(GIVEN RECORDS)

//! Relative scoring and page windows
//!
//! Relative scores compare each row to the best row of the whole MatchSet,
//! so they are stable across pages. Windows are inclusive index ranges that
//! may be empty but are never out of range.

use crate::interface::{MatchSet, RawMatch, ScoredMatch};

/// Highest raw score, or 0 for an empty list
pub fn top_score(matches: &[RawMatch]) -> f64 {
    matches.iter().map(|m| m.score).fold(0.0, f64::max)
}

/// `raw_score / top_score`, clamped to [0, 1]; 0 when `top_score` is not positive
pub fn relative_score(raw_score: f64, top_score: f64) -> f64 {
    if top_score > 0.0 && raw_score.is_finite() {
        (raw_score / top_score).clamp(0.0, 1.0)
    } else {
        0.0
    }
}

/// Inclusive index range of one page; `end < start` means no rows
#[derive(Debug, Clone, Copy, PartialEq, Eq)]
pub struct PageWindow {
    pub start: i64,
    pub end: i64,
}

impl PageWindow {
    pub fn len(&self) -> usize {
        if self.end < self.start {
            0
        } else {
            (self.end - self.start + 1) as usize
        }
    }

    pub fn is_empty(&self) -> bool {
        self.len() == 0
    }

    /// Slice `items` to this window; never panics
    pub fn slice<'a, T>(&self, items: &'a [T]) -> &'a [T] {
        if self.is_empty() {
            return &[];
        }
        let start = (self.start as usize).min(items.len());
        let end = ((self.end + 1) as usize).min(items.len());
        &items[start..end]
    }
}

/// Window for `limit` rows starting at `requested_offset`.
///
/// `start = max(offset, 0)`, `end = min(start + limit - 1, total_rows - 1)`.
pub fn page_window(total_rows: usize, limit: usize, requested_offset: i64) -> PageWindow {
    if total_rows == 0 || limit == 0 {
        return PageWindow { start: 0, end: -1 };
    }
    let start = requested_offset.max(0);
    let limit = i64::try_from(limit).unwrap_or(i64::MAX);
    let last_row = i64::try_from(total_rows).unwrap_or(i64::MAX) - 1;
    let end = start.saturating_add(limit - 1).min(last_row);
    PageWindow { start, end }
}

/// Score the rows of `set` that fall in `window`
pub fn score_window(set: &MatchSet, window: PageWindow) -> Vec<ScoredMatch> {
    let top = set.top_score();
    window
        .slice(&set.matches)
        .iter()
        .map(|m| ScoredMatch {
            document_id: m.id,
            raw_score: m.score,
            relative_score: relative_score(m.score, top),
            timestamp: m.timestamp,
        })
        .collect()
}
//! SearchEngine - query resolution with strategy fallback
//!
//! Resolution is a small state machine:
//!
//! ```text
//! CacheLookup ──hit──────────────────────────────────────────────▶ Done
//!      │ miss
//!      ▼
//! TryFulltext ──rows (or term-split query)───────────────────────▶ Done
//!      │ empty
//!      ▼
//! TryBoolean ───rows─────────────────────────────────────────────▶ Done
//!      │ empty
//!      ▼
//! TryTermMatch ─────────────────────────────────────(terminal)───▶ Done
//! ```
//!
//! Fresh results are cached under the key of the originally requested
//! canonical query, even when the term-match fallback re-normalized it.
//! The engine is the only place strategies escalate; the builder and the
//! stores are stateless per call.

use crate::builder::{build_query, select_mode, StoreQuery};
use crate::cache::{KeyDeriver, ResultCache};
use crate::interface::{
    CacheStore, DocumentStore, MatchMode, MatchSet, PageStatus, RawMatch, ResultPage, SiftError, SortOrder,
};
use crate::paging::{page_window, score_window};
use crate::query::{normalize, normalize_terms, SearchQuery};
use crate::settings::SearchSettings;
use std::sync::Arc;
use std::time::Duration;

/// Upper bound on a single document-store call
pub const DEFAULT_STORE_TIMEOUT: Duration = Duration::from_secs(10);

/// Engine knobs that are not search settings
#[derive(Debug, Clone, PartialEq)]
pub struct EngineOptions {
    pub store_timeout: Duration,
    pub cache_ttl: Duration,
}

impl Default for EngineOptions {
    fn default() -> Self {
        Self {
            store_timeout: DEFAULT_STORE_TIMEOUT,
            cache_ttl: crate::cache::DEFAULT_TTL,
        }
    }
}

/// Post-processing of the full result list before scoring and paging.
///
/// Receives the canonical query and the MatchSet rows and returns the rows
/// to page over. The cached MatchSet is never altered.
pub trait ResultPostProcessor: Send + Sync {
    fn process(&self, search_query: &str, matches: &[RawMatch]) -> Vec<RawMatch>;
}

impl<F> ResultPostProcessor for F
where
    F: Fn(&str, &[RawMatch]) -> Vec<RawMatch> + Send + Sync,
{
    fn process(&self, search_query: &str, matches: &[RawMatch]) -> Vec<RawMatch> {
        self(search_query, matches)
    }
}

#[derive(Debug, Clone, Copy, PartialEq, Eq)]
enum Stage {
    CacheLookup,
    TryFulltext,
    TryBoolean,
    TryTermMatch,
}

impl Stage {
    fn name(self) -> &'static str {
        match self {
            Stage::CacheLookup => "cache lookup",
            Stage::TryFulltext => "primary search",
            Stage::TryBoolean => "boolean fallback",
            Stage::TryTermMatch => "term-match fallback",
        }
    }
}

/// Resolves raw search input into ranked, cached, paginated results.
///
/// Settings are validated once at construction and only read afterwards.
#[derive(Clone)]
pub struct SearchEngine {
    settings: Arc<SearchSettings>,
    store: Arc<dyn DocumentStore>,
    cache: ResultCache,
    options: EngineOptions,
    post_processor: Option<Arc<dyn ResultPostProcessor>>,
}

impl SearchEngine {
    /// Build an engine. Caching is active only when a cache store is given
    /// and `settings.cache_enabled` is set.
    pub fn new(
        settings: SearchSettings,
        store: Arc<dyn DocumentStore>,
        cache_store: Option<Arc<dyn CacheStore>>,
    ) -> Result<Self, SiftError> {
        settings.validate()?;
        let cache = match cache_store {
            Some(cache_store) => ResultCache::new(cache_store, settings.cache_enabled),
            None => ResultCache::disabled(),
        };
        Ok(Self {
            settings: Arc::new(settings),
            store,
            cache,
            options: EngineOptions::default(),
            post_processor: None,
        })
    }

    pub fn with_options(mut self, options: EngineOptions) -> Self {
        self.cache = self.cache.with_ttl(options.cache_ttl);
        self.options = options;
        self
    }

    pub fn with_key_deriver(mut self, deriver: KeyDeriver) -> Self {
        self.cache = self.cache.with_key_deriver(deriver);
        self
    }

    pub fn with_post_processor(mut self, processor: Arc<dyn ResultPostProcessor>) -> Self {
        self.post_processor = Some(processor);
        self
    }

    pub fn settings(&self) -> &SearchSettings {
        &self.settings
    }

    pub fn cache(&self) -> &ResultCache {
        &self.cache
    }

    /// Resolve one page of results.
    ///
    /// `limit` of `None` (or zero) uses the configured default. Input that
    /// normalizes to nothing returns an `EmptyQuery` page without touching
    /// the store.
    pub async fn resolve(
        &self,
        raw_query: &str,
        page_offset: i64,
        limit: Option<usize>,
        order: SortOrder,
    ) -> Result<ResultPage, SiftError> {
        let limit = limit.filter(|&l| l > 0).unwrap_or(self.settings.limit);

        let query = normalize(raw_query, &self.settings);
        if query.is_empty() {
            tracing::debug!("empty query, nothing to resolve");
            return Ok(ResultPage::empty_query(limit));
        }

        let set = self.match_set(raw_query, &query, order).await?;
        let matches = match &self.post_processor {
            Some(processor) => processor.process(&set.search_query, &set.matches),
            None => set.matches.clone(),
        };
        let view = MatchSet { matches, ..set };

        let window = page_window(view.len(), limit, page_offset);
        let rows = score_window(&view, window);

        Ok(ResultPage {
            status: if view.is_empty() { PageStatus::NoResults } else { PageStatus::Results },
            search_query: view.search_query.clone(),
            total_row_count: view.len(),
            limit_used: limit,
            offset: window.start.max(0) as usize,
            top_score: view.top_score(),
            mode: view.mode,
            rows,
        })
    }

    /// The complete MatchSet for a normalized query, from cache or the store
    pub async fn match_set(
        &self,
        raw_query: &str,
        query: &SearchQuery,
        order: SortOrder,
    ) -> Result<MatchSet, SiftError> {
        let mut stage = Stage::CacheLookup;
        let mut primary_mode: Option<MatchMode> = None;

        let (mode, matches) = loop {
            match stage {
                Stage::CacheLookup => {
                    if let Some(set) = self.cache.get(query.canonical(), order).await {
                        tracing::debug!(query = %query.canonical(), rows = set.len(), "cache hit");
                        return Ok(set);
                    }
                    tracing::debug!(query = %query.canonical(), "cache miss");
                    stage = Stage::TryFulltext;
                }
                Stage::TryFulltext => {
                    let mode = select_mode(query, self.settings.boolean_mode);
                    let rows = self.run_stage(stage, build_query(query, mode, order, &self.settings)).await?;
                    // term-split queries have nothing to escalate to
                    if !rows.is_empty() || mode == MatchMode::TermMatch {
                        break (mode, rows);
                    }
                    primary_mode = Some(mode);
                    stage = Stage::TryBoolean;
                }
                Stage::TryBoolean => {
                    if primary_mode == Some(MatchMode::FulltextBoolean) {
                        stage = Stage::TryTermMatch;
                        continue;
                    }
                    let mode = MatchMode::FulltextBoolean;
                    let rows = self.run_stage(stage, build_query(query, mode, order, &self.settings)).await?;
                    if !rows.is_empty() {
                        break (mode, rows);
                    }
                    stage = Stage::TryTermMatch;
                }
                Stage::TryTermMatch => {
                    let fallback = normalize_terms(raw_query);
                    let mode = MatchMode::TermMatch;
                    let rows = self.run_stage(stage, build_query(&fallback, mode, order, &self.settings)).await?;
                    break (mode, rows);
                }
            }
        };

        let set = MatchSet {
            search_query: query.canonical().to_string(),
            order,
            mode: Some(mode),
            matches,
        };
        self.cache.set(&set).await;
        Ok(set)
    }

    async fn run_stage(&self, stage: Stage, built: StoreQuery) -> Result<Vec<RawMatch>, SiftError> {
        let after = self.options.store_timeout;
        let rows = match tokio::time::timeout(after, built.execute(self.store.as_ref())).await {
            Ok(Ok(rows)) => rows,
            Ok(Err(e)) => {
                tracing::warn!(stage = stage.name(), error = %e, "document store failed");
                return Err(SiftError::Store(e));
            }
            Err(_) => {
                tracing::warn!(stage = stage.name(), ?after, "document store timed out");
                return Err(SiftError::Timeout { stage: stage.name(), after });
            }
        };
        tracing::debug!(stage = stage.name(), mode = ?built.mode(), rows = rows.len(), "strategy executed");
        Ok(rows)
    }

    /// Forget the cached results for one raw query
    pub async fn invalidate(&self, raw_query: &str) {
        let query = normalize(raw_query, &self.settings);
        if !query.is_empty() {
            self.cache.invalidate(query.canonical()).await;
        }
    }

    /// Forget every cached result (after documents change)
    pub async fn clear_cache(&self) -> u64 {
        self.cache.clear().await
    }
}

(End GIVEN RECORDS)

§ REQUIRED WORK:
Restate exactly the records above from their first line through the line that holds "let limit = i64::try_from(limit).unwrap_or(i64::MAX);", please, including both and leaving out all others.

§ RESULT:
//! Relative scoring and page windows
//!
//! Relative scores compare each row to the best row of the whole MatchSet,
//! so they are stable across pages. Windows are inclusive index ranges that
//! may be empty but are never out of range.

use crate::interface::{MatchSet, RawMatch, ScoredMatch};

/// Highest raw score, or 0 for an empty list
pub fn top_score(matches: &[RawMatch]) -> f64 {
    matches.iter().map(|m| m.score).fold(0.0, f64::max)
}

/// `raw_score / top_score`, clamped to [0, 1]; 0 when `top_score` is not positive
pub fn relative_score(raw_score: f64, top_score: f64) -> f64 {
    if top_score > 0.0 && raw_score.is_finite() {
        (raw_score / top_score).clamp(0.0, 1.0)
    } else {
        0.0
    }
}

/// Inclusive index range of one page; `end < start` means no rows
#[derive(Debug, Clone, Copy, PartialEq, Eq)]
pub struct PageWindow {
    pub start: i64,
    pub end: i64,
}

impl PageWindow {
    pub fn len(&self) -> usize {
        if self.end < self.start {
            0
        } else {
            (self.end - self.start + 1) as usize
        }
    }

    pub fn is_empty(&self) -> bool {
        self.len() == 0
    }

    /// Slice `items` to this window; never panics
    pub fn slice<'a, T>(&self, items: &'a [T]) -> &'a [T] {
        if self.is_empty() {
            return &[];
        }
        let start = (self.start as usize).min(items.len());
        let end = ((self.end + 1) as usize).min(items.len());
        &items[start..end]
    }
}

/// Window for `limit` rows starting at `requested_offset`.
///
/// `start = max(offset, 0)`, `end = min(start + limit - 1, total_rows - 1)`.
pub fn page_window(total_rows: usize, limit: usize, requested_offset: i64) -> PageWindow {
    if total_rows == 0 || limit == 0 {
        return PageWindow { start: 0, end: -1 };
    }
    let start = requested_offset.max(0);
    let limit = i64::try_from(limit).unwrap_or(i64::MAX);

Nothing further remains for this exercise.